▶ _WHAT IS BEING ASKED_
Check each line of the records below and collect those that include the word "parallel".

▶ _GIVEN DATA_

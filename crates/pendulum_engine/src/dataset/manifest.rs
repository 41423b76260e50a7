//! Dataset manifest checks
//!
//! Reads a finished dataset directory back and confirms that the label
//! table and the image files correspond one to one.

use std::collections::HashSet;
use std::fs::{self, File};
use std::path::PathBuf;

use super::table::{read_rows, LabelRow};
use super::DatasetError;
use crate::core::config::DatasetConfig;

/// Outcome of a successful verification
#[derive(Debug, Clone, Copy, PartialEq, Eq)]
pub struct ManifestReport {
    /// Rows in the label table
    pub rows: usize,
    /// Sample images found in the directory
    pub images: usize,
}

/// Parsed label table of a dataset directory
#[derive(Debug, Clone)]
pub struct DatasetManifest {
    dir: PathBuf,
    rows: Vec<LabelRow>,
}

impl DatasetManifest {
    /// Load `label_file` from `dir`
    pub fn load(dir: impl Into<PathBuf>, label_file: &str) -> Result<Self, DatasetError> {
        let dir = dir.into();
        let rows = read_rows(File::open(dir.join(label_file))?)?;

        log::debug!("Loaded {} label rows from {}", rows.len(), dir.display());
        Ok(Self { dir, rows })
    }

    /// Load the manifest a dataset configuration would have produced
    pub fn load_for(config: &DatasetConfig) -> Result<Self, DatasetError> {
        Self::load(&config.output_dir, &config.label_file)
    }

    /// Parsed rows in file order
    pub fn rows(&self) -> &[LabelRow] {
        &self.rows
    }

    /// Check that rows and `{prefix}_*.png` images correspond one to one
    pub fn verify(&self, prefix: &str) -> Result<ManifestReport, DatasetError> {
        let mut named = HashSet::with_capacity(self.rows.len());
        for row in &self.rows {
            if !named.insert(row.filename.as_str()) {
                return Err(DatasetError::Manifest(format!("{} appears in more than one row", row.filename)));
            }
            if !self.dir.join(&row.filename).is_file() {
                return Err(DatasetError::Manifest(format!("{} is listed but missing", row.filename)));
            }
        }

        let stem = format!("{prefix}_");
        let mut images = 0;
        for entry in fs::read_dir(&self.dir)? {
            let entry = entry?;
            let name = entry.file_name();
            let Some(name) = name.to_str() else { continue };
            if !(name.starts_with(&stem) && name.ends_with(".png")) {
                continue;
            }
            if !named.contains(name) {
                return Err(DatasetError::Manifest(format!("{name} has no label row")));
            }
            images += 1;
        }

        Ok(ManifestReport { rows: self.rows.len(), images })
    }
}
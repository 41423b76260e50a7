//! Logging utilities and structured logging support

pub use log::{debug, info, warn, error, trace};

/// Initialize the logging system
///
/// Defaults to `info` when `RUST_LOG` is not set, so progress reports are
/// visible for long dataset runs.
pub fn init() {
    env_logger::Builder::from_env(env_logger::Env::default().default_filter_or("info")).init();
}

/// Initialize logging for tests, ignoring repeated initialization
pub fn init_for_tests() {
    let _ = env_logger::builder().is_test(true).try_init();
}
//! Scene geometry and shadow projection
//!
//! Everything here is closed-form: given the two scene angles and one light
//! offset, the positions of the light, the rod and its shadow on the ground
//! line follow directly. Pixel space has y pointing down, so the light sits
//! at `center.y - R` (above the pivot) and the rod hangs toward larger y.

use crate::core::config::SceneConfig;
use crate::foundation::math::{snap, snap_point, Point2, Vec2};

/// Denominator substituted when a shadow ray runs parallel to the ground line
pub const HORIZONTAL_RAY_EPSILON: f64 = 1e-5;

/// The two sampled angles of one scene, in radians
///
/// `light_angle` is recorded but does not move the light; placement comes
/// from an independent offset draw.
#[derive(Debug, Clone, Copy, PartialEq)]
pub struct SceneParams {
    /// Sampled light angle
    pub light_angle: f64,
    /// Pendulum swing angle, 0 = hanging straight down
    pub pendulum_angle: f64,
}

impl SceneParams {
    /// Create scene parameters
    pub const fn new(light_angle: f64, pendulum_angle: f64) -> Self {
        Self { light_angle, pendulum_angle }
    }
}

/// Fully derived geometry of one scene
#[derive(Debug, Clone, Copy, PartialEq)]
pub struct SceneGeometry {
    /// Angles the scene was derived from
    pub params: SceneParams,
    /// Canvas center `C`
    pub center: Point2,
    /// Light position
    pub light: Point2,
    /// Fixed pivot, equal to the center
    pub pendulum_base: Point2,
    /// Swinging end of the rod
    pub pendulum_tip: Point2,
    /// y-coordinate of the ground line
    pub ground_y: f64,
    /// Clamped shadow x of the tip
    pub shadow_tip_x: f64,
    /// Clamped shadow x of the base
    pub shadow_base_x: f64,
}

impl SceneGeometry {
    /// Derive the scene from its angles and the light's horizontal offset
    pub fn derive(scene: &SceneConfig, params: SceneParams, light_offset: f64) -> Self {
        let c = scene.center();
        let center = Point2::new(c, c);

        let mut light_x = c + light_offset;
        if scene.snap_to_pixels {
            light_x = snap(light_x);
        }
        let light = Point2::new(light_x, c - scene.light_radius);

        let swing = Vec2::new(params.pendulum_angle.sin(), params.pendulum_angle.cos());
        let mut pendulum_tip = center + swing * scene.pendulum_length;
        if scene.snap_to_pixels {
            pendulum_tip = snap_point(pendulum_tip);
        }
        let pendulum_base = center;

        let ground_y = scene.ground_y();
        let max_x = scene.max_shadow_x();
        let shadow_tip_x = clamp_shadow_x(project_to_ground(light, pendulum_tip, ground_y), max_x);
        let shadow_base_x = clamp_shadow_x(project_to_ground(light, pendulum_base, ground_y), max_x);

        Self {
            params,
            center,
            light,
            pendulum_base,
            pendulum_tip,
            ground_y,
            shadow_tip_x,
            shadow_base_x,
        }
    }

    /// Shadow point of the tip on the ground line
    pub fn shadow_tip(&self) -> Point2 {
        Point2::new(self.shadow_tip_x, self.ground_y)
    }

    /// Shadow point of the base on the ground line
    pub fn shadow_base(&self) -> Point2 {
        Point2::new(self.shadow_base_x, self.ground_y)
    }

    /// Absolute distance between the two shadow points
    pub fn shadow_length(&self) -> f64 {
        (self.shadow_tip_x - self.shadow_base_x).abs()
    }

    /// Midpoint of the two shadow points
    pub fn shadow_center(&self) -> f64 {
        (self.shadow_tip_x + self.shadow_base_x) / 2.0
    }
}

/// Intersect the ray `light + t * (point - light)` with `y = ground_y`
///
/// Returns the unclamped x-coordinate. A ray parallel to the ground uses
/// [`HORIZONTAL_RAY_EPSILON`] as its y-extent, which yields a large but
/// finite coordinate.
pub fn project_to_ground(light: Point2, point: Point2, ground_y: f64) -> f64 {
    let direction = point - light;
    let dy = if direction.y == 0.0 { HORIZONTAL_RAY_EPSILON } else { direction.y };
    let t = (ground_y - light.y) / dy;
    light.x + t * direction.x
}

/// Keep a shadow coordinate inside `[0, max_x]`
pub fn clamp_shadow_x(x: f64, max_x: f64) -> f64 {
    x.clamp(0.0, max_x)
}
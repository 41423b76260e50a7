//! Configuration file support
//!
//! Any serde-enabled config struct can be read from and written to TOML or
//! RON files. The format is chosen by file extension.

pub use serde::{Serialize, Deserialize};

use std::path::Path;

/// Configuration trait
pub trait Config: Serialize + for<'de> Deserialize<'de> + Default {
    /// Load configuration from file
    fn load_from_file(path: impl AsRef<Path>) -> Result<Self, ConfigError> {
        let path = path.as_ref();
        let contents = std::fs::read_to_string(path)?;

        match ConfigFormat::from_path(path)? {
            ConfigFormat::Toml => toml::from_str(&contents).map_err(|e| ConfigError::Parse(e.to_string())),
            ConfigFormat::Ron => ron::from_str(&contents).map_err(|e| ConfigError::Parse(e.to_string())),
        }
    }

    /// Load configuration from file if it exists, otherwise return defaults
    fn load_or_default(path: impl AsRef<Path>) -> Result<Self, ConfigError> {
        let path = path.as_ref();
        if path.exists() {
            log::info!("Loading configuration from {}", path.display());
            Self::load_from_file(path)
        } else {
            log::info!("No configuration at {}, using defaults", path.display());
            Ok(Self::default())
        }
    }

    /// Save configuration to file
    fn save_to_file(&self, path: impl AsRef<Path>) -> Result<(), ConfigError> {
        let path = path.as_ref();
        let contents = match ConfigFormat::from_path(path)? {
            ConfigFormat::Toml => toml::to_string_pretty(self).map_err(|e| ConfigError::Serialize(e.to_string()))?,
            ConfigFormat::Ron => ron::ser::to_string_pretty(self, ron::ser::PrettyConfig::default())
                .map_err(|e| ConfigError::Serialize(e.to_string()))?,
        };

        std::fs::write(path, contents).map_err(ConfigError::Io)
    }
}

/// Supported configuration file formats
#[derive(Debug, Clone, Copy, PartialEq, Eq)]
enum ConfigFormat {
    Toml,
    Ron,
}

impl ConfigFormat {
    fn from_path(path: &Path) -> Result<Self, ConfigError> {
        match path.extension().and_then(|ext| ext.to_str()) {
            Some("toml") => Ok(Self::Toml),
            Some("ron") => Ok(Self::Ron),
            _ => Err(ConfigError::UnsupportedFormat(path.display().to_string())),
        }
    }
}

/// Configuration errors
#[derive(thiserror::Error, Debug)]
pub enum ConfigError {
    /// IO error
    #[error("IO error: {0}")]
    Io(#[from] std::io::Error),

    /// Parse error
    #[error("Parse error: {0}")]
    Parse(String),

    /// Serialization error
    #[error("Serialization error: {0}")]
    Serialize(String),

    /// Unsupported format
    #[error("Unsupported format: {0}")]
    UnsupportedFormat(String),

    /// Values that parse but cannot produce a valid dataset
    #[error("Invalid configuration: {0}")]
    Invalid(String),
}
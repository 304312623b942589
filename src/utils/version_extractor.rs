//! 版本提取工具模块
//! 从 `产品/版本` 形式的Header值（如 `X-Powered-By: PHP/8.2.1`）中提取版本号

use once_cell::sync::Lazy;
use regex::Regex;

/// 合法版本号：数字开头，允许点号、连字符等常见后缀
static VERSION_SHAPE: Lazy<Regex> = Lazy::new(|| {
    Regex::new(r"^[0-9][0-9A-Za-z.\-+~_]*$").expect("version shape regex is valid")
});

/// 版本提取工具类
pub struct VersionExtractor;

impl VersionExtractor {
    /// 提取紧跟在 `product/` 之后的版本号
    ///
    /// - `PHP/8.2.1` -> `Some("8.2.1")`
    /// - `PHP/7.4.3, ASP.NET` -> `Some("7.4.3")`
    /// - `PHP` -> `None`
    pub fn after_product(value: &str, product: &str) -> Option<String> {
        let start = value.find(product)? + product.len();
        let rest = value[start..].strip_prefix('/')?;
        let token: String = rest
            .chars()
            .take_while(|c| !c.is_whitespace() && !matches!(c, ',' | ';' | '(' | ')' | '/'))
            .collect();
        if token.is_empty() {
            None
        } else {
            Some(token)
        }
    }

    /// 是否为数字开头的版本号形态
    pub fn looks_like_version(token: &str) -> bool {
        VERSION_SHAPE.is_match(token)
    }
}

#[cfg(test)]
mod tests {
    use super::*;

    #[test]
    fn test_extract_php_version() {
        assert_eq!(VersionExtractor::after_product("PHP/8.2.1", "PHP"), Some("8.2.1".to_string()));
        assert_eq!(
            VersionExtractor::after_product("PHP/7.4.3-1ubuntu1 (Ubuntu)", "PHP"),
            Some("7.4.3-1ubuntu1".to_string())
        );
    }

    #[test]
    fn test_product_in_list() {
        assert_eq!(
            VersionExtractor::after_product("Express, PHP/8.0.30; mod", "PHP"),
            Some("8.0.30".to_string())
        );
    }

    #[test]
    fn test_missing_version() {
        assert_eq!(VersionExtractor::after_product("PHP", "PHP"), None);
        assert_eq!(VersionExtractor::after_product("PHP/", "PHP"), None);
        assert_eq!(VersionExtractor::after_product("ASP.NET", "PHP"), None);
    }

    #[test]
    fn test_version_shape() {
        assert!(VersionExtractor::looks_like_version("8.2.1"));
        assert!(VersionExtractor::looks_like_version("7.4.3-1ubuntu1"));
        assert!(!VersionExtractor::looks_like_version("hidden"));
        assert!(!VersionExtractor::looks_like_version(""));
    }
}
//! HTML文档提取器
//! 基于 html5ever 分词器，将HTML扁平化为可查询的元素列表与纯文本

use std::cell::RefCell;
use html5ever::tokenizer::states::RawKind;
use html5ever::tokenizer::{
    BufferQueue, Tag, TagKind, Token, TokenSink, TokenSinkResult, Tokenizer, TokenizerOpts
};
use markup5ever::interface::Attribute;
use regex::Regex;
use tendril::StrTendril;

/// 单个元素（开始标签），标签名与属性名已由分词器转为小写
#[derive(Debug, Clone, Default, PartialEq, Eq)]
pub struct Element {
    pub tag: String,
    pub attrs: Vec<(String, String)>,
}

impl Element {
    pub fn new(tag: impl Into<String>) -> Self {
        Self {
            tag: tag.into(),
            attrs: Vec::new(),
        }
    }

    pub fn with_attr(mut self, name: impl Into<String>, value: impl Into<String>) -> Self {
        self.attrs.push((name.into(), value.into()));
        self
    }

    /// 属性值（首次出现）
    pub fn attr(&self, name: &str) -> Option<&str> {
        self.attrs
            .iter()
            .find(|(n, _)| n == name)
            .map(|(_, v)| v.as_str())
    }

    pub fn has_attr(&self, name: &str) -> bool {
        self.attrs.iter().any(|(n, _)| n == name)
    }

    /// 属性值是否等于期望值（忽略ASCII大小写）
    pub fn attr_eq(&self, name: &str, expected: &str) -> bool {
        self.attr(name).is_some_and(|v| v.trim().eq_ignore_ascii_case(expected))
    }

    /// 多值属性（如 rel="stylesheet preload"）是否包含某个词
    pub fn attr_has_token(&self, name: &str, token: &str) -> bool {
        self.attr(name)
            .is_some_and(|v| v.split_ascii_whitespace().any(|t| t.eq_ignore_ascii_case(token)))
    }

    pub fn is_stylesheet_link(&self) -> bool {
        self.tag == "link" && self.attr_has_token("rel", "stylesheet")
    }
}

/// 可查询的文档树（扁平元素列表 + 文本）
#[derive(Debug, Clone, Default, PartialEq, Eq)]
pub struct HtmlDocument {
    elements: Vec<Element>,
    text: String,
}

impl HtmlDocument {
    pub fn from_parts(elements: Vec<Element>, text: impl Into<String>) -> Self {
        Self {
            elements,
            text: text.into(),
        }
    }

    pub fn elements(&self) -> &[Element] {
        &self.elements
    }

    /// 文档纯文本（所有字符数据拼接）
    pub fn text(&self) -> &str {
        &self.text
    }

    /// 按标签查找全部元素
    pub fn find_all<'a>(&'a self, tag: &'a str) -> impl Iterator<Item = &'a Element> + 'a {
        self.elements.iter().filter(move |e| e.tag == tag)
    }

    /// 查找带某属性的元素；`tag` 为 None 时不限标签
    pub fn find_by_attr<'a>(&'a self, tag: Option<&str>, attr: &str) -> Option<&'a Element> {
        self.elements
            .iter()
            .find(|e| tag.map_or(true, |t| e.tag == t) && e.has_attr(attr))
    }

    /// 查找属性名带某前缀的元素（如 aria-*）
    pub fn find_by_attr_prefix(&self, prefix: &str) -> Option<&Element> {
        self.elements
            .iter()
            .find(|e| e.attrs.iter().any(|(n, _)| n.starts_with(prefix)))
    }

    /// 查找属性值等于期望值的元素（忽略大小写）
    pub fn find_by_attr_value<'a>(
        &'a self,
        tag: &'a str,
        attr: &str,
        value: &str,
    ) -> Option<&'a Element> {
        self.find_all(tag).find(|e| e.attr_eq(attr, value))
    }

    /// 查找属性值匹配正则的元素
    pub fn find_by_attr_regex<'a>(
        &'a self,
        tag: &'a str,
        attr: &str,
        regex: &Regex,
    ) -> Option<&'a Element> {
        self.find_all(tag)
            .find(|e| e.attr(attr).is_some_and(|v| regex.is_match(v)))
    }

    /// 所有 `<meta name=...>` 的 content
    pub fn meta_contents<'a>(&'a self, name: &'a str) -> impl Iterator<Item = &'a str> + 'a {
        self.find_all("meta")
            .filter(move |e| e.attr_eq("name", name))
            .filter_map(|e| e.attr("content"))
    }

    /// 所有 `<script src>`
    pub fn script_srcs(&self) -> impl Iterator<Item = &str> {
        self.find_all("script").filter_map(|e| e.attr("src"))
    }

    /// 所有样式表链接的 href
    pub fn stylesheet_hrefs(&self) -> impl Iterator<Item = &str> {
        self.elements
            .iter()
            .filter(|e| e.is_stylesheet_link())
            .filter_map(|e| e.attr("href"))
    }
}

/// 文档解析器：响应体文本 -> 文档树，可替换实现
pub trait DocumentParser: Send + Sync {
    fn parse(&self, html: &str) -> HtmlDocument;
}

/// 基于 html5ever 分词器的默认解析器
#[derive(Debug, Default, Clone, Copy)]
pub struct Html5everParser;

impl DocumentParser for Html5everParser {
    fn parse(&self, html: &str) -> HtmlDocument {
        HtmlExtractor::new().extract(html)
    }
}

/// 分词器接收端：收集开始标签与字符数据
#[derive(Debug, Default)]
pub struct HtmlExtractor {
    elements: RefCell<Vec<Element>>,
    text: RefCell<String>,
}

impl TokenSink for HtmlExtractor {
    type Handle = ();

    fn process_token(&self, token: Token, _line: u64) -> TokenSinkResult<()> {
        match token {
            Token::TagToken(Tag {
                kind: TagKind::StartTag,
                name,
                attrs,
                self_closing,
                ..
            }) => {
                let tag = name.as_ref().to_string();
                self.push_element(&tag, &attrs);
                // script/style 内容按原始文本处理，避免把脚本里的 `<` 误识别为标签
                if !self_closing {
                    match tag.as_str() {
                        "script" => return TokenSinkResult::RawData(RawKind::ScriptData),
                        "style" => return TokenSinkResult::RawData(RawKind::Rawtext),
                        _ => {}
                    }
                }
            }
            Token::CharacterTokens(chars) => {
                self.text.borrow_mut().push_str(&chars);
            }
            _ => {}
        }
        TokenSinkResult::Continue
    }
}

impl HtmlExtractor {
    pub fn new() -> Self {
        Self::default()
    }

    /// 解析HTML字符串；畸形HTML按分词器的容错规则处理，不会报错
    pub fn extract(self, html: &str) -> HtmlDocument {
        let tokenizer = Tokenizer::new(self, TokenizerOpts::default());
        let queue = BufferQueue::default();
        queue.push_back(StrTendril::from(html));

        let _ = tokenizer.feed(&queue);
        tokenizer.end();

        let sink = tokenizer.sink;
        HtmlDocument {
            elements: sink.elements.into_inner(),
            text: sink.text.into_inner(),
        }
    }

    fn push_element(&self, tag: &str, attrs: &[Attribute]) {
        let attrs = attrs
            .iter()
            .map(|attr| (attr.name.local.as_ref().to_string(), attr.value.to_string()))
            .collect();
        self.elements.borrow_mut().push(Element {
            tag: tag.to_string(),
            attrs,
        });
    }
}

#[cfg(test)]
mod tests {
    use super::*;

    #[test]
    fn test_html_extractor() {
        let html = r#"
            <script src="/jquery.min.js"></script>
            <meta name="author" content="test_user">
            <meta name="generator" content="WordPress 6.0" />
            <link rel="stylesheet" href="/css/bootstrap.min.css">
            <link rel="icon" href="/favicon.ico">
            <script src="/vue.global.js"></script>
        "#;

        let doc = Html5everParser.parse(html);

        assert_eq!(
            doc.script_srcs().collect::<Vec<_>>(),
            vec!["/jquery.min.js", "/vue.global.js"]
        );
        assert_eq!(doc.meta_contents("generator").collect::<Vec<_>>(), vec!["WordPress 6.0"]);
        assert_eq!(
            doc.stylesheet_hrefs().collect::<Vec<_>>(),
            vec!["/css/bootstrap.min.css"]
        );
    }

    #[test]
    fn test_uppercase_tags_are_normalized() {
        let html = r#"<HTML><HEAD><SCRIPT SRC="/react.js"></SCRIPT><META NAME="Generator" CONTENT="Joomla! 4"></HEAD>"#;
        let doc = Html5everParser.parse(html);
        assert_eq!(doc.script_srcs().collect::<Vec<_>>(), vec!["/react.js"]);
        assert_eq!(doc.meta_contents("generator").collect::<Vec<_>>(), vec!["Joomla! 4"]);
    }

    #[test]
    fn test_script_body_is_not_tokenized_as_tags() {
        let html = r#"<script>if (a < b) { document.write("<img src='x.webp'>"); }</script><p>Cookie consent</p>"#;
        let doc = Html5everParser.parse(html);
        assert_eq!(doc.find_all("img").count(), 0);
        assert!(doc.text().contains("Cookie consent"));
        assert!(doc.text().contains("document.write"));
    }

    #[test]
    fn test_attribute_queries() {
        let html = r#"
            <div role="navigation"></div>
            <button aria-label="close"></button>
            <a href="https://www.facebook.com/page">fb</a>
            <img src="/a.png" loading="lazy">
        "#;
        let doc = Html5everParser.parse(html);
        assert_eq!(doc.find_by_attr(None, "role").map(|e| e.tag.as_str()), Some("div"));
        assert_eq!(doc.find_by_attr_prefix("aria-").map(|e| e.tag.as_str()), Some("button"));
        assert!(doc.find_by_attr_value("img", "loading", "LAZY").is_some());
        let re = Regex::new(r"facebook\.com").unwrap();
        assert!(doc.find_by_attr_regex("a", "href", &re).is_some());
        assert!(doc.find_by_attr(Some("span"), "role").is_none());
    }

    #[test]
    fn test_malformed_html_does_not_fail() {
        let doc = Html5everParser.parse(r#"<meta name="generator" content=<<<><script src="#);
        assert!(doc.meta_contents("viewport").next().is_none());
        let empty = Html5everParser.parse("");
        assert!(empty.elements().is_empty());
        assert!(empty.text().is_empty());
    }
}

▶ _ANSWER SECTION_
/// Denominator substituted when a shadow ray runs parallel to the ground line
/// Returns the unclamped x-coordinate. A ray parallel to the ground uses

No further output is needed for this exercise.